One-trick-ponies point over-and-over again to the modern observational record that is dominated by the faux hiatus period from say 1999 to say 2013 to promote low values of climate sensitivity. Clearly this record is not long enough to get a clear (low noise) climate sensitivity signal that accounts for such factors as the PDO cycle (we have just entered a positive phase of this cycle & thus do not yet have the benefit of data from the full positive phase of this cycle, while the faux hiatus period does include a full negative phase of the PDO cycle), anthropogenic aerosols, ocean heat uptake & ocean thermal inertia, volcanoes, incomplete instrument coverage (particularly in the polar regions as indicated by Cowtan & Way). This is why since the beginning of this thread I have recommended focusing on improving state-of-the-art ESMs in order to get an appropriately inclusive estimate of climate sensitivity (note that the AR5 Carbon Budget does not use climate sensitivity values based on the CMIP5 projections (with a mean ECS of 3.4C) but rather uses its "process" that is subject to manipulation by one-trick-ponies to reduce this down into ECS values in the 3 to 3.2C range).
In this light while Goddard Space Center (headed by Gavin Schmidt) was heavily involved in the CMIP5 modeling effort, and thus one would expect Gavin Schmidt to support the likely 2.1 to 4.7C ECS range reported for the CMIP5 projections; nevertheless, after the Ringberg workshop at the linked RealClimate web article below; after considering all of the extant evidence Schmidt increased this likely range for ECS to 2 to 5C (with a mean value of 3.5C). I note that Gavin Schmidt's increased likely ECS range includes his evaluation of recent input from Sherwood, Fasullo, Marvel, Geoffroy, Stevens, Lewis, etc; but many not have included consideration of the Trenbreth et al (2015) finding as Trenbreth & his co-authors did not present at the Ringberg workshop. Furthermore, one-trick-ponies too frequently hide behind the uncertainties remaining about the impact of aerosols, while Shindell & others are working to cut this uncertainty in half by 2030.

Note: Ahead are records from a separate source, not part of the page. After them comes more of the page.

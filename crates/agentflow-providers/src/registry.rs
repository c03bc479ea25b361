//! The Provider Registry (spec.md §4.1): vendor/model lookups, adapter
//! construction, and cost computation.

use std::sync::Arc;

use agentflow_types::{Credential, ModelInfo, VendorInfo};
use tracing::warn;

use crate::adapter::ModelAdapter;
use crate::anthropic::AnthropicAdapter;
use crate::anthropic_oauth::AnthropicOAuthAdapter;
use crate::catalog::default_catalogue;
use crate::credential::CredentialResolver;
use crate::error::{Error, Result};
use crate::openai::OpenAiAdapter;

pub struct ProviderRegistry {
    catalogue: Vec<VendorInfo>,
    http: reqwest::Client,
    ollama_base_url: String,
}

impl Default for ProviderRegistry {
    fn default() -> Self {
        Self::new()
    }
}

impl ProviderRegistry {
    pub fn new() -> Self {
        Self {
            catalogue: default_catalogue(),
            http: reqwest::Client::new(),
            ollama_base_url: "http://localhost:11434/v1".to_string(),
        }
    }

    pub fn list_vendors(&self) -> &[VendorInfo] {
        &self.catalogue
    }

    pub fn list_models(&self, vendor_id: &str) -> Option<&[ModelInfo]> {
        self.catalogue
            .iter()
            .find(|v| v.id == vendor_id)
            .map(|v| v.models.as_slice())
    }

    pub fn get_model(&self, vendor_id: &str, model_id: &str) -> Option<&ModelInfo> {
        self.catalogue
            .iter()
            .find(|v| v.id == vendor_id)?
            .model(model_id)
    }

    pub fn get_vendor(&self, vendor_id: &str) -> Option<&VendorInfo> {
        self.catalogue.iter().find(|v| v.id == vendor_id)
    }

    /// `(in/1000)·inCost + (out/1000)·outCost`; 0 when the model is not in
    /// the catalogue or has zero pricing (spec.md §4.1).
    pub fn compute_cost(&self, vendor_id: &str, model_id: &str, input_tokens: u64, output_tokens: u64) -> f64 {
        match self.get_model(vendor_id, model_id) {
            Some(model) => model.pricing.cost(input_tokens, output_tokens),
            None => 0.0,
        }
    }

    /// Builds a streaming model adapter. Unknown model ids are logged and
    /// passed through unchanged — vendors may accept ids the catalogue has
    /// not yet enumerated (spec.md §4.1).
    pub async fn create_model_adapter(
        &self,
        vendor_id: &str,
        model_id: &str,
        credential: &Credential,
    ) -> Result<Arc<dyn ModelAdapter>> {
        let Some(vendor) = self.get_vendor(vendor_id) else {
            return Err(Error::UnknownVendor(vendor_id.to_string()));
        };
        if vendor.model(model_id).is_none() {
            warn!(vendor = vendor_id, model = model_id, "unknown model id, passing through to adapter");
        }

        match vendor_id {
            "anthropic" => {
                let Credential::ApiKey(key) = credential else {
                    return Err(Error::InvalidCredential {
                        vendor: vendor_id.to_string(),
                        reason: "expected an API key credential".to_string(),
                    });
                };
                Ok(Arc::new(AnthropicAdapter::new(self.http.clone(), model_id, key.clone())))
            }
            "anthropic-oauth" => {
                let Credential::OAuth(tokens) = credential else {
                    return Err(Error::InvalidCredential {
                        vendor: vendor_id.to_string(),
                        reason: "expected an OAuth credential triple".to_string(),
                    });
                };
                // The oauth adapter needs a resolver handle to refresh
                // itself mid-stream; callers wire one up via
                // `create_oauth_adapter` when a resolver is available.
                let _ = tokens;
                Err(Error::InvalidCredential {
                    vendor: vendor_id.to_string(),
                    reason: "anthropic-oauth requires create_oauth_adapter (needs a CredentialResolver)".to_string(),
                })
            }
            "openai" => {
                let Credential::ApiKey(key) = credential else {
                    return Err(Error::InvalidCredential {
                        vendor: vendor_id.to_string(),
                        reason: "expected an API key credential".to_string(),
                    });
                };
                Ok(Arc::new(OpenAiAdapter::new(self.http.clone(), model_id, key.clone())))
            }
            "ollama" => Ok(Arc::new(OpenAiAdapter::ollama(self.http.clone(), self.ollama_base_url.clone(), model_id))),
            other => Err(Error::UnknownVendor(other.to_string())),
        }
    }

    /// Builds the `anthropic-oauth` adapter, which additionally needs a
    /// `CredentialResolver` to refresh itself on expiry or a 401.
    pub fn create_oauth_adapter(
        &self,
        model_id: &str,
        user_id: agentflow_types::UserId,
        resolver: Arc<CredentialResolver>,
        initial_tokens: agentflow_types::OAuthTokens,
    ) -> Arc<dyn ModelAdapter> {
        Arc::new(AnthropicOAuthAdapter::new(self.http.clone(), model_id, user_id, resolver, initial_tokens))
    }
}

#[cfg(test)]
mod tests {
    use super::*;

    #[test]
    fn unknown_vendor_cost_is_zero() {
        let registry = ProviderRegistry::new();
        assert_eq!(registry.compute_cost("made-up", "model", 1000, 1000), 0.0);
    }

    #[test]
    fn unknown_model_within_known_vendor_cost_is_zero() {
        let registry = ProviderRegistry::new();
        assert_eq!(registry.compute_cost("anthropic", "made-up-model", 1000, 1000), 0.0);
    }

    #[test]
    fn known_model_cost_matches_pricing() {
        let registry = ProviderRegistry::new();
        let cost = registry.compute_cost("anthropic", "claude-sonnet-4", 4, 2);
        assert!((cost - 0.000_042).abs() < 1e-12);
    }

    #[tokio::test]
    async fn create_adapter_rejects_unknown_vendor() {
        let registry = ProviderRegistry::new();
        let result = registry
            .create_model_adapter("made-up", "model", &Credential::ApiKey("x".into()))
            .await;
        assert!(matches!(result, Err(Error::UnknownVendor(_))));
    }

    #[tokio::test]
    async fn create_adapter_rejects_wrong_credential_shape() {
        let registry = ProviderRegistry::new();
        let result = registry
            .create_model_adapter(
                "anthropic",
                "claude-sonnet-4",
                &Credential::OAuth(agentflow_types::OAuthTokens {
                    access: "a".into(),
                    refresh: "r".into(),
                    expires_at_ms: 0,
                }),
            )
            .await;
        assert!(matches!(result, Err(Error::InvalidCredential { .. })));
    }
}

http://www.realclimate.org/index.php/archives/2015/04/reflections-on-ringberg/Turning to the weather related positive feedback vapor signal identified by Trenberth et al (2015) no CMIP5 model had a sufficiently fine model mesh resolution to appropriately account for the impact of this weather related vapor signal positive feedback (that is likely connected to tropical deep atmospheric convection that can only be properly modeled by use of a high resolution mesh); which is why I suspect that the ACME program (with higher resolution) will demonstrate a still higher climate sensitivity than that emergent from the CMIP5 projections. In this regard, I remind the readers that while the ACME program runs 10-days, the company Kitware has been hired by the DOE to focus, in the first 3-year phase, on three key goals [focused on water cycle, biochemistry, and cryosphere systems].

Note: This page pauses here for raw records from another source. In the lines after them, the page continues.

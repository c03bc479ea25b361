//! The static vendor/model catalogue (spec.md §3 Vendor/Model Catalogue,
//! §4.1). Read-only process-wide shared state (spec.md §5 Shared resources).
//!
//! Ships the superset vendor list per the Open Question in spec.md §9:
//! `anthropic`, `anthropic-oauth`, `openai`, `ollama`.

use agentflow_types::{ModelCapabilities, ModelInfo, ModelPricing, VendorInfo};

fn tool_streaming_caps() -> ModelCapabilities {
    ModelCapabilities {
        tools: true,
        streaming: true,
    }
}

fn anthropic_models() -> Vec<ModelInfo> {
    vec![
        ModelInfo {
            id: "claude-opus-4".to_string(),
            context_window: 200_000,
            output_cap: 32_000,
            capabilities: tool_streaming_caps(),
            pricing: ModelPricing {
                input_cost_per_1k: 0.015,
                output_cost_per_1k: 0.075,
            },
        },
        ModelInfo {
            id: "claude-sonnet-4".to_string(),
            context_window: 200_000,
            output_cap: 64_000,
            capabilities: tool_streaming_caps(),
            pricing: ModelPricing {
                input_cost_per_1k: 0.003,
                output_cost_per_1k: 0.015,
            },
        },
        ModelInfo {
            id: "claude-haiku-4".to_string(),
            context_window: 200_000,
            output_cap: 64_000,
            capabilities: tool_streaming_caps(),
            pricing: ModelPricing {
                input_cost_per_1k: 0.0008,
                output_cost_per_1k: 0.004,
            },
        },
    ]
}

/// Builds the default catalogue. Exposed as a function rather than a
/// `const`/`static` because `VendorInfo` holds owned `String`/`Vec` data.
pub fn default_catalogue() -> Vec<VendorInfo> {
    vec![
        VendorInfo {
            id: "anthropic".to_string(),
            display_name: "Anthropic".to_string(),
            default_model: "claude-sonnet-4".to_string(),
            models: anthropic_models(),
        },
        VendorInfo {
            id: "anthropic-oauth".to_string(),
            display_name: "Anthropic (subscription)".to_string(),
            default_model: "claude-sonnet-4".to_string(),
            models: anthropic_models()
                .into_iter()
                .map(|mut model| {
                    model.pricing = ModelPricing::ZERO;
                    model
                })
                .collect(),
        },
        VendorInfo {
            id: "openai".to_string(),
            display_name: "OpenAI".to_string(),
            default_model: "gpt-5".to_string(),
            models: vec![
                ModelInfo {
                    id: "gpt-5".to_string(),
                    context_window: 272_000,
                    output_cap: 128_000,
                    capabilities: tool_streaming_caps(),
                    pricing: ModelPricing {
                        input_cost_per_1k: 0.00125,
                        output_cost_per_1k: 0.01,
                    },
                },
                ModelInfo {
                    id: "gpt-5-mini".to_string(),
                    context_window: 272_000,
                    output_cap: 128_000,
                    capabilities: tool_streaming_caps(),
                    pricing: ModelPricing {
                        input_cost_per_1k: 0.00025,
                        output_cost_per_1k: 0.002,
                    },
                },
            ],
        },
        VendorInfo {
            id: "ollama".to_string(),
            display_name: "Ollama (self-hosted)".to_string(),
            default_model: "llama3.1".to_string(),
            models: vec![ModelInfo {
                id: "llama3.1".to_string(),
                context_window: 128_000,
                output_cap: 8_192,
                capabilities: tool_streaming_caps(),
                pricing: ModelPricing::ZERO,
            }],
        },
    ]
}

#[cfg(test)]
mod tests {
    use super::*;

    #[test]
    fn catalogue_has_superset_vendors() {
        let ids: Vec<&str> = default_catalogue().iter().map(|v| v.id.as_str()).collect();
        assert!(ids.contains(&"anthropic"));
        assert!(ids.contains(&"anthropic-oauth"));
        assert!(ids.contains(&"openai"));
        assert!(ids.contains(&"ollama"));
    }

    #[test]
    fn oauth_vendor_has_zero_pricing() {
        let catalogue = default_catalogue();
        let oauth = catalogue.iter().find(|v| v.id == "anthropic-oauth").unwrap();
        for model in &oauth.models {
            assert_eq!(model.pricing, ModelPricing::ZERO);
        }
    }
}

http://www.prweb.com/releases/2015/02/prweb12539509.htmExtract: "For each science driver, a question was selected to be answered in a three-year time range. Further questions will be answered over the course of the 10-year project. Questions to be answered in the next three years include: How will more realistic portrayals of features important to the water cycle (resolution, clouds, aerosols, snowpack, river routing, and land use) affect river flow and associated freshwater supplies at the watershed scale? How do carbon, nitrogen, and phosphorus cycles regulate climate system feedback, and how sensitive are these feedback to model structural uncertainty? Could a dynamical instability in the Antarctic Ice Sheet be triggered within the next 40 years?
In regards to the water cycle, ACME’s Project Strategy and Initial Implementation Plan states that changes in river flow over the last 40 years have been dominated primarily by land management, water management, and climate change associated with aerosol forcing. During the next 40 years, greenhouse gas (GHG) emissions in a business-as-usual scenario will produce changes to river flow.

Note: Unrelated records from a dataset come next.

pub mod agent;
pub mod background;
pub mod credential;
pub mod message;
pub mod part;
pub mod project;
pub mod session;
pub mod turn;
pub mod vendor;

pub use agent::*;
pub use background::*;
pub use credential::*;
pub use message::*;
pub use part::*;
pub use project::*;
pub use session::*;
pub use turn::*;
pub use vendor::*;
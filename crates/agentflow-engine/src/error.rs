use std::fmt;

pub type Result<T> = std::result::Result<T, Error>;

/// Errors raised while driving the Stream Processor's state machine
/// (spec.md §4.5, §7).
#[derive(Debug)]
pub enum Error {
    /// A repository call (message/part/session persistence) failed.
    Repository(agentflow_types::CoreError),
    /// Cost computation needed the Provider Registry and it rejected the
    /// (vendor, model) pair outright (distinct from "unknown model", which
    /// is priced at zero rather than erroring).
    Provider(agentflow_providers::Error),
}

impl fmt::Display for Error {
    fn fmt(&self, f: &mut fmt::Formatter<'_>) -> fmt::Result {
        match self {
            Error::Repository(err) => write!(f, "repository error: {err}"),
            Error::Provider(err) => write!(f, "provider error: {err}"),
        }
    }
}

impl std::error::Error for Error {
    fn source(&self) -> Option<&(dyn std::error::Error + 'static)> {
        match self {
            Error::Repository(err) => Some(err),
            Error::Provider(err) => Some(err),
        }
    }
}

impl From<agentflow_types::CoreError> for Error {
    fn from(err: agentflow_types::CoreError) -> Self {
        Error::Repository(err)
    }
}

impl From<agentflow_providers::Error> for Error {
    fn from(err: agentflow_providers::Error) -> Self {
        Error::Provider(err)
    }
}

impl From<Error> for agentflow_types::CoreError {
    fn from(err: Error) -> Self {
        match err {
            Error::Repository(err) => err,
            Error::Provider(err) => err.into(),
        }
    }
}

As the plan states, a goal of ACME is to simulate the changes in the hydrological cycle, with a specific focus on precipitation and surface water in orographically complex regions such as the western United States and the headwaters of the Amazon.
To address biogeochemistry, ACME researchers will examine how more complete treatments of nutrient cycles affect carbon-climate system feedback, with a focus on tropical systems, and investigate the influence of alternative model structures for below-ground reaction networks on global-scale biogeochemistry-climate feedback.
For cyrosphere, the team will examine the near-term risks of initiating the dynamic instability and onset of the collapse of the Antarctic Ice Sheet due to rapid melting by warming waters adjacent to the ice sheet grounding lines.
The experiment would be the first fully-coupled global simulation to include dynamic ice shelf-ocean interactions for addressing the potential instability associated with grounding line dynamics in marine ice sheets around Antarctica."